Using long-lived mutant worms, researchers demonstrated that increased tolerance to stress, due to lower insulin signaling, is not dependent on stress-induced responses at the level of transcription, but instead requires active protein translation.  Lithgow says the research fits in with work being done in the Buck Institute laboratories of Brian Kennedy and Pankaj Kapahi, all of which point to the importance of translation.

Lithgow, who directs the Institute’s Geroscience program, says the research will lead to new collaborations. “This work highlights the importance of protein homeostasis – the maintenance of metabolic equilibrium,” said Lithgow. “What proteins are made within the cell? When are they made? How and when are they gotten rid of? What happens when they are damaged?” Lithgow thinks control of protein homeostasis is vital for healthy aging and is intrinsically involved in diseases such as Parkinson’s and Alzheimer’s where protein homeostasis seems to get muddled up. “It’s about connections,” said Lithgow, “Now we need to connect with what is known about insulin signaling in diabetes with various disease states; we need to know how this small part of cell metabolism fits into the bigger picture of aging and disease.”

Other contributors to the work:
Other Buck Institute researchers involved in the study include Aric N. Rogers, Silvestre Alavez, Alan E. Hubbard, Simon Melov and Pankaj Kapahi. Contributors include Gawain McColl and Ashley I. Bush from the Mental Health Research Institute, Parkville, Victoria, Australia; and Christopher D. Link, Institute for Behavioral Genetics, University of Colorado, Boulder.  The research was supported by grants from The Glenn Foundation for Medical Research, The Herbert Simon Foundation, American Foundation for Aging Research, The Larry L. Hillblom Foundation, and the National Institutes of Health.

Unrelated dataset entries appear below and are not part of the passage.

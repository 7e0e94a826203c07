use super::util::{no_blackjack_probabilities, plain_probabilities};
use super::Solver;
use crate::statearray::rank_index;
use crate::{CardCount, ACE};

/// Distribution of the dealer's final hand.
#[derive(Debug, Clone, Copy, Default, PartialEq)]
pub struct DealerOutcomes {
    bust: f64,
    // Index 0 to 4 for a final total of 17 to 21.
    totals: [f64; 5],
    natural: f64,
}

impl DealerOutcomes {
    pub fn p_bust(&self) -> f64 {
        self.bust
    }

    pub fn p_natural(&self) -> f64 {
        self.natural
    }

    /// Probability of the dealer ending on `total` without a natural.
    pub fn p_total(&self, total: u16) -> f64 {
        match total {
            17..=21 => self.totals[(total - 17) as usize],
            _ => 0.0,
        }
    }

    /// Chance of a player standing on `player_value` beating the dealer, with
    /// a push counted as half a win. A dealer natural beats every total.
    pub fn beat_probability(&self, player_value: u16) -> f64 {
        if player_value > 21 {
            return 0.0;
        }
        let mut p = self.bust;
        for dealer_value in 17..=21 {
            let p_total = self.p_total(dealer_value);
            if dealer_value < player_value {
                p += p_total;
            } else if dealer_value == player_value {
                p += p_total * 0.5;
            }
        }
        p
    }

    fn add_assign_with_p(&mut self, rhs: &Self, p: f64) {
        self.bust += rhs.bust * p;
        for i in 0..self.totals.len() {
            self.totals[i] += rhs.totals[i] * p;
        }
        self.natural += rhs.natural * p;
    }

    fn end_with(&mut self, dealer_value: u16, natural: bool, p: f64) {
        if dealer_value > 21 {
            self.bust += p;
        } else if natural {
            self.natural += p;
        } else {
            self.totals[(dealer_value - 17) as usize] += p;
        }
    }
}

#[derive(Debug, Clone, Copy, PartialEq, Eq, Hash)]
pub(super) struct DealerState {
    value: u16,
    soft: bool,
    unseen: CardCount,
    more_than_one_card: bool,
    peeked: bool,
    hit_soft17: bool,
}

/// The dealer's hand after drawing `card`. At most one ace is demoted, which
/// is always enough since the dealer only draws below 17 or on soft 17.
fn dealer_draw(value: u16, soft: bool, card: u8) -> (u16, bool) {
    let mut value = value + card as u16;
    let mut aces = soft as u8 + (card == ACE) as u8;
    if value > 21 && aces > 0 {
        value -= 10;
        aces -= 1;
    }
    (value, aces > 0)
}

fn dealer_must_hit(value: u16, soft: bool, hit_soft17: bool) -> bool {
    value < 17 || value == 17 && soft && hit_soft17
}

impl Solver {
    /// Final-hand distribution of a dealer holding `dealer_value` and drawing
    /// from `unseen`. With a single card and a peek that found nothing, the
    /// hole card is drawn from the ranks that cannot complete a blackjack.
    ///
    /// A composition that runs dry before the dealer stands contributes no
    /// outcome at all.
    pub(super) fn dealer_outcomes(
        &mut self,
        dealer_value: u16,
        soft: bool,
        unseen: &CardCount,
        more_than_one_card: bool,
        peeked: bool,
        hit_soft17: bool,
    ) -> DealerOutcomes {
        let state = DealerState {
            value: dealer_value,
            soft,
            unseen: *unseen,
            more_than_one_card,
            peeked: peeked && !more_than_one_card,
            hit_soft17,
        };
        if let Some(outcomes) = self.dealer_memo.get(&state) {
            return *outcomes;
        }

        let probabilities = if state.peeked {
            no_blackjack_probabilities(unseen, dealer_value)
        } else {
            plain_probabilities(unseen)
        };

        let mut outcomes = DealerOutcomes::default();
        for card in CardCount::ranks() {
            let p = probabilities[rank_index(card)];
            if p == 0.0 {
                continue;
            }
            let (value, soft) = dealer_draw(dealer_value, soft, card);
            if dealer_must_hit(value, soft, hit_soft17) {
                let mut next_unseen = *unseen;
                next_unseen.remove_card(card);
                let next = self.dealer_outcomes(value, soft, &next_unseen, true, peeked, hit_soft17);
                outcomes.add_assign_with_p(&next, p);
            } else {
                outcomes.end_with(value, !more_than_one_card && value == 21, p);
            }
        }

        self.dealer_memo.insert(state, outcomes);
        outcomes
    }
}

#[cfg(test)]
mod tests {
    use super::*;
    use crate::TEN;
    use approx::assert_abs_diff_eq;

    fn total_probability(outcomes: &DealerOutcomes) -> f64 {
        outcomes.p_bust() + outcomes.p_natural() + (17..=21).map(|v| outcomes.p_total(v)).sum::<f64>()
    }

    #[test]
    fn outcomes_form_a_distribution() {
        let mut solver = Solver::new();
        let unseen = CardCount::with_number_of_decks(6);
        for up in CardCount::ranks() {
            for peeked in [false, true] {
                for hit_soft17 in [false, true] {
                    let outcomes =
                        solver.dealer_outcomes(up as u16, up == ACE, &unseen, false, peeked, hit_soft17);
                    assert_abs_diff_eq!(total_probability(&outcomes), 1.0, epsilon = 1e-9);
                }
            }
        }
    }

    #[test]
    fn peek_rules_out_naturals() {
        let mut solver = Solver::new();
        let unseen = CardCount::with_number_of_decks(6);
        let peeked = solver.dealer_outcomes(11, true, &unseen, false, true, false);
        assert_eq!(peeked.p_natural(), 0.0);
        let unpeeked = solver.dealer_outcomes(11, true, &unseen, false, false, false);
        assert_abs_diff_eq!(unpeeked.p_natural(), 96.0 / 312.0, epsilon = 1e-12);
        let ten = solver.dealer_outcomes(TEN as u16, false, &unseen, false, false, false);
        assert_abs_diff_eq!(ten.p_natural(), 24.0 / 312.0, epsilon = 1e-12);
    }

    #[test]
    fn beat_probability_is_monotone() {
        let mut solver = Solver::new();
        let unseen = CardCount::with_number_of_decks(6);
        for up in CardCount::ranks() {
            let outcomes = solver.dealer_outcomes(up as u16, up == ACE, &unseen, false, true, false);
            let mut last = 0.0;
            for player_value in 4..=21 {
                let p = outcomes.beat_probability(player_value);
                assert!(p + 1e-15 >= last, "up {} value {}", up, player_value);
                last = p;
            }
            assert_eq!(outcomes.beat_probability(22), 0.0);
            // Below 17 only a dealer bust wins.
            assert_eq!(outcomes.beat_probability(16), outcomes.p_bust());
        }
    }

    #[test]
    fn dealer_soft_17_rule() {
        assert!(!dealer_must_hit(17, true, false));
        assert!(dealer_must_hit(17, true, true));
        assert!(!dealer_must_hit(17, false, true));
        assert_eq!(dealer_draw(16, true, ACE), (17, true));
        assert_eq!(dealer_draw(16, false, ACE), (17, false));
        assert_eq!(dealer_draw(16, true, TEN), (16, false));
    }

    #[test]
    fn dealer_memo_is_reused() {
        let mut solver = Solver::new();
        let unseen = CardCount::with_number_of_decks(1);
        let first = solver.dealer_outcomes(6, false, &unseen, false, false, false);
        let entries = solver.dealer_cache_len();
        let second = solver.dealer_outcomes(6, false, &unseen, false, false, false);
        assert_eq!(first, second);
        assert_eq!(entries, solver.dealer_cache_len());
    }
}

About the Buck Institute for Age Research:
The Buck Institute is the only freestanding institute in the United States that is devoted solely to basic research on aging and age-associated disease. The Institute is an independent nonprofit organization dedicated to extending the healthspan, the healthy years of each individual’s life. Buck Institute scientists work in an innovative, interdisciplinary setting to understand the mechanisms of aging and to discover new ways of detecting, preventing and treating conditions such as Alzheimer’s and Parkinson’s disease, cancer and stroke.  Collaborative research at the Institute is supported by new developments in genomics, proteomics and bioinformatics technology.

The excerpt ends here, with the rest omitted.